While in Seattle, The Globes met noted producer John Goodmanson (Blonde Redhead, Unwound, Sleater-Kinney), and made Future Self. It’s a rich and magnificent album that, as Walt Whitman would say, contains multitudes…and maybe a few contradictions. The album’s under-35-minute running time comprises eight songs, each a vibrant composition in its own right, and each brimming with yearning melodies, bright guitars, bombastic charges of sound, and an amazing rhythm section. Bassist Sean McCotter and drummer Marcus Ourada helm the melodies and rhythms of the songs, allowing songwriters Kyle Musselwhite and Erik Walters to take a more textured approach to their guitar playing and singing. Despite the band’s relative youth, Future Self displays the narrative flow, adventurous complexity, and drive of a sprawling post-rock opus by a seasoned band. It’s a combination that often recalls Sunny Day Real Estate, pre-millennial Radiohead, and even, at times, R.E.M. at their murky best.
But The Globes don’t consider any of those bands as an influence, instead citing jazz musicians and Avant classical composers, not to mention the likes of Arthur Russell, The Ventures, Yes, and Toto. And once their actual affinities are mentioned by the band in conversation, one can indeed hear identifiable traces in their recordings. But rather than feeling crowded with a rabble of competing musical concepts, Future Self always leaves room to breathe – a clean atmosphere bolstered by Goodmanson’s sterling production. Even the album’s more harrowing and claustrophobic moments are performed with grace, and are balanced always by the presence of sonic breathing room, lyrical open spaces, and thematic escape routes.
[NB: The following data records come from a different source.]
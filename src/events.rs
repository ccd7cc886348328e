//! Event log, item attributes, labels, and the sequence normalizer.
//!
//! The caller hands over already-loaded tabular inputs: a training event
//! table (columnar), an optional item→category/store attribute table, and an
//! optional held-out label table. Everything downstream works from the
//! per-user chronological sequences built here.

use ahash::AHashMap;
use serde::{Deserialize, Serialize};

use crate::error::PipelineError;

/// One purchase event.
#[derive(Debug, Clone, Copy, PartialEq, Eq, Serialize, Deserialize)]
pub struct Event {
    pub user_id: i64,
    pub item_id: i64,
    /// Unix seconds.
    pub timestamp: i64,
    /// Explicit tie-break order for events sharing a timestamp.
    pub order_rank: Option<i64>,
}

/// Validated, immutable collection of training events.
#[derive(Debug, Clone, Default)]
pub struct EventLog {
    events: Vec<Event>,
}

impl EventLog {
    pub fn new(events: Vec<Event>) -> Self {
        EventLog { events }
    }

    /// Build from parallel columns, validating the schema.
    ///
    /// The timestamp column is mandatory: without a genuine temporal column
    /// no downstream ordering is defined. Column lengths must all match
    /// `user_ids`.
    pub fn from_columns(
        user_ids: Vec<i64>,
        item_ids: Vec<i64>,
        timestamps: Option<Vec<i64>>,
        order_ranks: Option<Vec<i64>>,
    ) -> Result<Self, PipelineError> {
        let n = user_ids.len();
        let timestamps = timestamps.ok_or(PipelineError::Schema {
            column: "timestamp",
            reason: "required temporal column is absent".to_string(),
        })?;
        check_len("item_id", item_ids.len(), n)?;
        check_len("timestamp", timestamps.len(), n)?;
        if let Some(ranks) = &order_ranks {
            check_len("order_rank", ranks.len(), n)?;
        }

        let events = (0..n)
            .map(|i| Event {
                user_id: user_ids[i],
                item_id: item_ids[i],
                timestamp: timestamps[i],
                order_rank: order_ranks.as_ref().map(|r| r[i]),
            })
            .collect();
        Ok(EventLog { events })
    }

    pub fn events(&self) -> &[Event] {
        &self.events
    }

    pub fn len(&self) -> usize {
        self.events.len()
    }

    pub fn is_empty(&self) -> bool {
        self.events.is_empty()
    }

    /// Restrict the log to the given users, preserving input order.
    pub fn filter_users(&self, users: &ahash::AHashSet<i64>) -> EventLog {
        EventLog {
            events: self
                .events
                .iter()
                .filter(|e| users.contains(&e.user_id))
                .copied()
                .collect(),
        }
    }
}

fn check_len(column: &'static str, got: usize, want: usize) -> Result<(), PipelineError> {
    if got != want {
        return Err(PipelineError::Schema {
            column,
            reason: format!("length {got} does not match user_id length {want}"),
        });
    }
    Ok(())
}

/// Item → category/store attribute join, optional on both sides.
#[derive(Debug, Clone, Default)]
pub struct ItemAttrs {
    pub cate_of: AHashMap<i64, i64>,
    pub store_of: AHashMap<i64, i64>,
}

impl ItemAttrs {
    pub fn new(cate_of: AHashMap<i64, i64>, store_of: AHashMap<i64, i64>) -> Self {
        ItemAttrs { cate_of, store_of }
    }

    /// No attribute table available: category/store pools degenerate to empty.
    pub fn empty() -> Self {
        ItemAttrs::default()
    }
}

/// One held-out label: the user's next purchase after the training horizon.
#[derive(Debug, Clone, Copy, PartialEq, Eq, Serialize, Deserialize)]
pub struct Label {
    pub user_id: i64,
    pub item_id: i64,
    /// Unix seconds; `None` when the label table carries no timestamps.
    pub timestamp: Option<i64>,
}

/// Raw label rows; split validation runs in `eval::validate_split`.
#[derive(Debug, Clone, Default)]
pub struct LabelTable {
    rows: Vec<Label>,
}

impl LabelTable {
    pub fn new(rows: Vec<Label>) -> Self {
        LabelTable { rows }
    }

    pub fn rows(&self) -> &[Label] {
        &self.rows
    }

    pub fn is_empty(&self) -> bool {
        self.rows.is_empty()
    }
}

/// Per-user chronological sequences, the normalized view of the log.
#[derive(Debug, Clone, Default)]
pub struct UserSequences {
    by_user: AHashMap<i64, Vec<Event>>,
    /// User ids in ascending order, for deterministic iteration.
    users: Vec<i64>,
}

impl UserSequences {
    /// Group events by user and stable-sort each group by
    /// `(timestamp, order_rank)` ascending.
    ///
    /// With no `order_rank`, equal timestamps keep their input order (the
    /// sort is stable), so a rerun on identical input yields an identical
    /// order.
    pub fn build(log: &EventLog) -> Self {
        let mut by_user: AHashMap<i64, Vec<Event>> = AHashMap::new();
        for event in log.events() {
            by_user.entry(event.user_id).or_default().push(*event);
        }
        for seq in by_user.values_mut() {
            seq.sort_by_key(|e| (e.timestamp, e.order_rank));
        }
        let mut users: Vec<i64> = by_user.keys().copied().collect();
        users.sort_unstable();
        UserSequences { by_user, users }
    }

    pub fn get(&self, user_id: i64) -> Option<&[Event]> {
        self.by_user.get(&user_id).map(Vec::as_slice)
    }

    /// Ascending user ids.
    pub fn users(&self) -> &[i64] {
        &self.users
    }

    pub fn len(&self) -> usize {
        self.users.len()
    }

    pub fn is_empty(&self) -> bool {
        self.users.is_empty()
    }

    /// Sequences in ascending user order.
    pub fn iter(&self) -> impl Iterator<Item = (i64, &[Event])> {
        self.users
            .iter()
            .map(move |uid| (*uid, self.by_user[uid].as_slice()))
    }

    /// The user's last `k` item ids, oldest first.
    pub fn recent_items(&self, user_id: i64, k: usize) -> Vec<i64> {
        match self.get(user_id) {
            Some(seq) => {
                let start = seq.len().saturating_sub(k);
                seq[start..].iter().map(|e| e.item_id).collect()
            }
            None => Vec::new(),
        }
    }
}

#[cfg(test)]
pub(crate) fn event(user_id: i64, item_id: i64, timestamp: i64) -> Event {
    Event {
        user_id,
        item_id,
        timestamp,
        order_rank: None,
    }
}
As is their way, The Globes labored hard over the sequencing of Future Self, and the payoff is evident with each spin. The album’s first half is accented by ringing echoes and a scratchy interplay that recalls Fugazi at their mid-nineties peak, while the second half recalls the jazzy tautness of Tortoise... That is until you reach “Face Up Facing” – the album’s epic closer that focus all of Future Self’s alluring facets into one singularly perfect burst. The moment the guitars are strangled to a halt will demand you listen to the whole thing again. And, chances are, you will.